The MVA1 and MVA2 clusters were then inserted into the pJV-ß-carotene plasmid by Gibson assembly. First, primers 13 and 14 were used to PCR amplify the MVA2 cluster from plasmid TOPO-MVA2, and primers 15 and 16 were used to PCR amplify the J23102 constitutive promoter (from the Anderson promoter collection, http://parts.igem.org/Promoters/Catalog/Anderson) and B0032 RBS (the two together denoted as A5D5) from plasmid pA5D5GFP [10,82]. Primers 7 and 17 were used to PCR amplify pJV-ß-carotene. Assembly reactions were transformed into NEB10ß E. coli and produced the plasmid pJV-ß-carotene-A5D5-MVA2. The presence of MVA2 was confirmed by colony PCR (primers 13 and 14), plasmid restriction digestion mapping (NdeI), and by sequencing.

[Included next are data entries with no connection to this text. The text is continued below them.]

use ::nalgebra::{DMatrix, DVector};
use serde::{Deserialize, Serialize};

use crate::{error::DiffstepError, Communicator, Scalar};

pub mod faer;
pub mod nalgebra;

pub use self::faer::lu::LU as FaerLU;
pub use self::nalgebra::lu::LU as NalgebraLU;

/// A solver for the linear problem `Ax = b`, where `A` is typically the jacobian of a nonlinear residual.
///
/// A solver is constructed for a [Communicator] and must be initialised with [LinearSolver::init] before a
/// matrix can be set. The optional prefix given to `init` scopes any naming of the solver's internal options,
/// e.g. `"heat_"` when several systems are solved side by side.
pub trait LinearSolver<T: Scalar> {
    /// The process group the solver was built for.
    fn comm(&self) -> &Communicator;

    /// Release the factorisation and any internal data, returning the solver to its uninitialised state.
    fn clear(&mut self);

    /// Initialise the solver, optionally scoping its naming with `prefix`.
    fn init(&mut self, prefix: Option<&str>);

    /// The prefix given to the last call of [LinearSolver::init].
    fn prefix(&self) -> Option<&str>;

    fn is_initialized(&self) -> bool;

    /// Set (and factorise) the matrix `A`. Any previous matrix is discarded.
    fn set_matrix(&mut self, a: &DMatrix<T>) -> Result<(), DiffstepError>;

    /// Solve `Ax = b` in place, the right-hand side `b` is given in `x`.
    fn solve_in_place(&self, x: &mut DVector<T>) -> Result<(), DiffstepError>;

    /// Solve the problem `Ax = b` and return the solution `x`.
    fn solve(&self, b: &DVector<T>) -> Result<DVector<T>, DiffstepError> {
        let mut b = b.clone();
        self.solve_in_place(&mut b)?;
        Ok(b)
    }
}

/// The dense direct solvers available from [build].
#[derive(Clone, Copy, Debug, Default, PartialEq, Eq, Serialize, Deserialize)]
#[serde(rename_all = "snake_case")]
pub enum LinearSolverKind {
    #[default]
    NalgebraLu,
    FaerLu,
}

/// Build a linear solver of the given kind for the process group `comm`.
pub fn build<T: Scalar>(comm: Communicator, kind: LinearSolverKind) -> Box<dyn LinearSolver<T>> {
    match kind {
        LinearSolverKind::NalgebraLu => Box::new(NalgebraLU::new(comm)),
        LinearSolverKind::FaerLu => Box::new(FaerLU::new(comm)),
    }
}

/// Checks shared by the dense solvers before a matrix is factorised.
pub(crate) fn check_matrix<T: Scalar>(
    is_initialized: bool,
    a: &DMatrix<T>,
) -> Result<(), DiffstepError> {
    use crate::{error::LinearSolverError, linear_solver_error};
    if !is_initialized {
        return Err(linear_solver_error!(NotInitialized));
    }
    if !a.is_square() {
        return Err(linear_solver_error!(NotSquare {
            nrows: a.nrows(),
            ncols: a.ncols()
        }));
    }
    Ok(())
}

/// Checks shared by the dense solvers before a right-hand side is solved for.
pub(crate) fn check_rhs<T: Scalar>(n: usize, x: &DVector<T>) -> Result<(), DiffstepError> {
    use crate::{error::LinearSolverError, linear_solver_error};
    if x.len() != n {
        return Err(linear_solver_error!(RhsLengthMismatch {
            expected: n,
            got: x.len()
        }));
    }
    Ok(())
}
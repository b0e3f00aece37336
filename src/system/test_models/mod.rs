pub mod blowup;
pub mod exponential_decay;
pub mod exponential_decay_with_algebraic;
pub mod heat1d;
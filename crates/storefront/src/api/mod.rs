//! # Catalog API
//!
//! The storefront talks to the product backend through the [`CatalogApi`]
//! trait. [`HttpCatalog`] is the real implementation over `reqwest`;
//! [`mock::MockCatalog`] scripts responses for tests.
//!
//! ## Endpoints
//!
//! | Operation | Request |
//! |-----------|---------|
//! | [`CatalogApi::search`] | `GET /api/products/search?page=&query=&category=&price=&rating=&order=` |
//! | [`CatalogApi::categories`] | `GET /api/products/categories` |
//! | [`CatalogApi::product_by_slug`] | `GET /api/products/slug/{slug}` |
//! | [`CatalogApi::product_by_id`] | `GET /api/products/{id}` |
//!
//! Every failure comes back as an [`ApiError`] whose `Display` is the message
//! to put in front of the user.

pub mod error;
pub mod http;
pub mod mock;

pub use error::*;
pub use http::*;

use crate::model::{FilterState, Product, ResultSet};
use async_trait::async_trait;

/// Read access to the product catalog.
#[async_trait]
pub trait CatalogApi: Send + Sync {
    async fn search(&self, filters: &FilterState) -> Result<ResultSet, ApiError>;

    async fn categories(&self) -> Result<Vec<String>, ApiError>;

    async fn product_by_slug(&self, slug: &str) -> Result<Product, ApiError>;

    /// Fresh copy of a product, used to check stock before adding to the cart.
    async fn product_by_id(&self, id: &str) -> Result<Product, ApiError>;
}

To incorporate MVA1 into pJV-ß-carotene-A5D5-MVA2 between A5D5 and MVA2, a second Gibson assembly was performed. Primers 18 and 19 were used for MVA1 from TOPO-MVA1 and primers 4 and 20 were used for the vector. Since it has been recorded that products from the MVA1 cluster can accumulate and be toxic to cells [68], the reaction was transformed into NEB10ß E. coli and IPTG was added to the SOC recovery media to activate the beta-carotene cluster to attempt to pull the reaction towards product (~1 mM final). Recovery proceeded for 40 min. Outgrowth was plated on LB plates with IPTG at 1 mM final concentration, and incubated overnight at 37 °C. Colonies were selected for growth with IPTG and DNA preparation resulted in plasmid pJV-ß-carotene-MVA. The plasmid was confirmed by colony PCR with primers 11 and 12 for MVA1 and 13 and 14 for MVA2, plasmid restriction digestion mapping (SpeI and BbsI, separately), and by sequencing. During sequencing, it was noted that a spontaneous mutation had occurred (G298T) in the crtY gene; however, HPLC analysis confirmed the strain still produced beta-carotene. Plasmid pJV-ß-carotene-MVA was then electroporated into V. natriegens, resulting in strain V. natriegens pJV-ß-carotene-MVA. For a list of DNA features used for the different plasmids, see Table 4.
4.5. Cloning of the Empty Control pJV298 Plasmid
To create an empty control vector variation of the pJV298 plasmid, we amplified the plasmid to exclude the region encompassing the lacIq repressor gene, promoter, and the Ptac promoter and gfp using the primers 23 and 24. The resultant PCR product was phosphorylated with NEB’s Polynucleotide Kinase (PNK) and then ligated using NEB’s T4 Ligase, according to manufacturer’s protocol. The resultant reaction was transformed into NEB10B cells according to manufacturer’s protocol. After overnight growth at 37 °C, colonies were analyzed for lack of green fluorescence upon IPTG induction (1 mM) overnight. For a list of DNA features used for the different plasmids, see Table 4.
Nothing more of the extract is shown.